• _Exercise prompt_
Please copy out every line in the records below that includes the word "plain".

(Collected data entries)

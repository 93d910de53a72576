//! 人工标注 rationale 解析（薄 I/O 边界）
//!
//! 标注文件为 JSON Lines：每行一个对象，键 `"x"` 是分词后的评论，
//! 键 `"0"`、`"1"`…… 按 aspect 给出若干 `[起, 止)` 词区间。
//! 解析为与测试划分按词位对齐的二值矩阵 [样本数, max_sentence]，
//! 不足右侧补零、超出截断。

use std::fs::File;
use std::io::{BufRead, BufReader};
use std::path::Path;

use ndarray::Array2;
use serde_json::Value;

use super::error::DataError;

/// 读取某个 aspect 的 rationale 二值矩阵
pub fn read_rationales(
    path: &Path,
    aspect: usize,
    max_sentence: usize,
) -> Result<Array2<f32>, DataError> {
    if !path.exists() {
        return Err(DataError::FileNotFound(path.to_path_buf()));
    }
    let reader = BufReader::new(File::open(path)?);
    read_rationales_from(reader, aspect, max_sentence)
}

/// 从任意 `BufRead` 读取（便于测试）
pub fn read_rationales_from<R: BufRead>(
    reader: R,
    aspect: usize,
    max_sentence: usize,
) -> Result<Array2<f32>, DataError> {
    let key = aspect.to_string();
    let mut rows: Vec<Vec<f32>> = Vec::new();

    for line in reader.lines() {
        let line = line?;
        if line.trim().is_empty() {
            continue;
        }
        let value: Value = serde_json::from_str(&line)?;
        let spans = value
            .get(&key)
            .and_then(Value::as_array)
            .ok_or_else(|| DataError::FormatError(format!("标注行缺少 aspect 键 \"{key}\"")))?;

        let mut row = vec![0.0f32; max_sentence];
        for span in spans {
            let pair = span
                .as_array()
                .filter(|p| p.len() == 2)
                .ok_or_else(|| DataError::FormatError("词区间须为 [起, 止) 二元组".to_string()))?;
            let start = pair[0].as_u64().unwrap_or(0) as usize;
            let end = pair[1].as_u64().unwrap_or(0) as usize;
            for t in start..end.min(max_sentence) {
                row[t] = 1.0;
            }
        }
        rows.push(row);
    }

    let n = rows.len();
    let flat: Vec<f32> = rows.into_iter().flatten().collect();
    Array2::from_shape_vec((n, max_sentence), flat)
        .map_err(|e| DataError::FormatError(e.to_string()))
}
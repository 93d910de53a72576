//! 整模型反向传播的数值校验
//!
//! 把生成器偏置推高使 p 远离 0.5，差分扰动不会跨越陡峭松弛的
//! 判定阈值，整条链路（含 surprise 代价与全变差项）保持可微。

use ndarray::{Array2, array};

use crate::config::Config;
use crate::data::{Batch, Dataset, EmbeddingTable};
use crate::model::{ModelParams, RationaleModel};
use crate::nn::Mode;
use crate::nn::loss::compose;

fn tiny_config() -> Config {
    Config {
        max_sentence: 4,
        embedding_dim: 3,
        hidden_size: 3,
        n_outputs: 1,
        batch_size: 2,
        epochs: 1,
        learning_rate: 1e-3,
        dropout_keep_prob: 1.0,
        l2_weight: 0.0,
        seed: 7,
    }
}

fn tiny_batch() -> (EmbeddingTable, Batch) {
    // 8 词词表，末行为全零 mask 行
    let embeddings = Array2::from_shape_fn((8, 3), |(i, j)| {
        if i == 7 {
            0.0
        } else {
            (((i * 3 + j) as f32) * 0.73).sin() * 0.5
        }
    });
    let table = EmbeddingTable::from_array(embeddings);

    let ids = array![[1usize, 2, 3, 4], [5, 6, 0, 2]];
    let labels = array![[0.3f32], [-0.2]];
    let dataset = Dataset::new(ids, labels, vec![4, 2], None, 4).expect("合成数据集非法");
    let batch = dataset.gather(&[0, 1]);
    (table, batch)
}

fn objective(model: &mut RationaleModel, batch: &Batch) -> f32 {
    // dropout 保留概率为 1 时 Train 前向完全确定
    let fp = model.forward(batch, Mode::Train).expect("前向失败");
    compose(&batch.labels, fp.prediction(), fp.log_pz(), 0.0, 0.0).objective
}

fn central_diff(
    model: &mut RationaleModel,
    batch: &Batch,
    select: &dyn Fn(&mut ModelParams) -> &mut f32,
    h: f32,
) -> f32 {
    *select(&mut model.params) += h;
    let f_plus = objective(model, batch);
    *select(&mut model.params) -= 2.0 * h;
    let f_minus = objective(model, batch);
    *select(&mut model.params) += h;
    (f_plus - f_minus) / (2.0 * h)
}

#[test]
fn model_gradients_match_finite_differences() {
    let config = tiny_config();
    let (table, batch) = tiny_batch();
    let mut model = RationaleModel::new(config, &table).expect("模型构造失败");
    // 抬高 logit 偏置，使所有 p 饱和在阈值上方
    model.params.generator.b_out.fill(3.0);

    let (_, grads) = model.compute_gradients(&batch).expect("反向失败");

    let h = 5e-3;
    let mut check = |name: &str, analytic: f32, select: &dyn Fn(&mut ModelParams) -> &mut f32| {
        let numeric = central_diff(&mut model, &batch, select, h);
        assert!(
            (numeric - analytic).abs() < 2e-2 + 5e-2 * analytic.abs(),
            "{name}: 数值 {numeric} vs 解析 {analytic}"
        );
    };
    check(
        "generator.fwd.layer1.w_x[0,0]",
        grads.generator.fwd.layer1.w_x[[0, 0]],
        &|p| &mut p.generator.fwd.layer1.w_x[[0, 0]],
    );
    check(
        "generator.fwd.layer2.w_h[1,1]",
        grads.generator.fwd.layer2.w_h[[1, 1]],
        &|p| &mut p.generator.fwd.layer2.w_h[[1, 1]],
    );
    check(
        "generator.bwd.layer1.w_x[2,1]",
        grads.generator.bwd.layer1.w_x[[2, 1]],
        &|p| &mut p.generator.bwd.layer1.w_x[[2, 1]],
    );
    check(
        "generator.bwd.layer2.b[0]",
        grads.generator.bwd.layer2.b[[0]],
        &|p| &mut p.generator.bwd.layer2.b[[0]],
    );
    check(
        "generator.w_out[5,1]",
        grads.generator.w_out[[5, 1]],
        &|p| &mut p.generator.w_out[[5, 1]],
    );
    check(
        "generator.b_out[2]",
        grads.generator.b_out[[2]],
        &|p| &mut p.generator.b_out[[2]],
    );
    check(
        "encoder.stack.layer1.w_x[0,2]",
        grads.encoder.stack.layer1.w_x[[0, 2]],
        &|p| &mut p.encoder.stack.layer1.w_x[[0, 2]],
    );
    check(
        "encoder.stack.layer2.w_h[2,0]",
        grads.encoder.stack.layer2.w_h[[2, 0]],
        &|p| &mut p.encoder.stack.layer2.w_h[[2, 0]],
    );
    check(
        "encoder.w_out[4,0]",
        grads.encoder.w_out[[4, 0]],
        &|p| &mut p.encoder.w_out[[4, 0]],
    );
    check(
        "encoder.b_out[0]",
        grads.encoder.b_out[[0]],
        &|p| &mut p.encoder.b_out[[0]],
    );
}

/// L2 项对梯度的贡献恰为 2·l2·θ
#[test]
fn l2_term_adds_scaled_parameters_to_gradients() {
    let (table, batch) = tiny_batch();
    let l2 = 0.01f32;

    let mut plain = RationaleModel::new(tiny_config(), &table).expect("模型构造失败");
    let mut regularized = RationaleModel::new(
        Config {
            l2_weight: l2,
            ..tiny_config()
        },
        &table,
    )
    .expect("模型构造失败");

    // 同种子初始化，两份参数逐元素相同
    let (_, g_plain) = plain.compute_gradients(&batch).expect("反向失败");
    let (_, g_reg) = regularized.compute_gradients(&batch).expect("反向失败");

    let expected = g_plain.generator.w_out.clone() + &(&plain.params.generator.w_out * (2.0 * l2));
    for (a, b) in g_reg.generator.w_out.iter().zip(expected.iter()) {
        assert!((a - b).abs() < 1e-5);
    }
    let expected_b = g_plain.encoder.b_out.clone() + &(&plain.params.encoder.b_out * (2.0 * l2));
    for (a, b) in g_reg.encoder.b_out.iter().zip(expected_b.iter()) {
        assert!((a - b).abs() < 1e-5);
    }
}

• _Answer section_
    let mut plain = RationaleModel::new(tiny_config(), &table).expect("模型构造失败");
    let (_, g_plain) = plain.compute_gradients(&batch).expect("反向失败");
    let expected = g_plain.generator.w_out.clone() + &(&plain.params.generator.w_out * (2.0 * l2));
    let expected_b = g_plain.encoder.b_out.clone() + &(&plain.params.encoder.b_out * (2.0 * l2));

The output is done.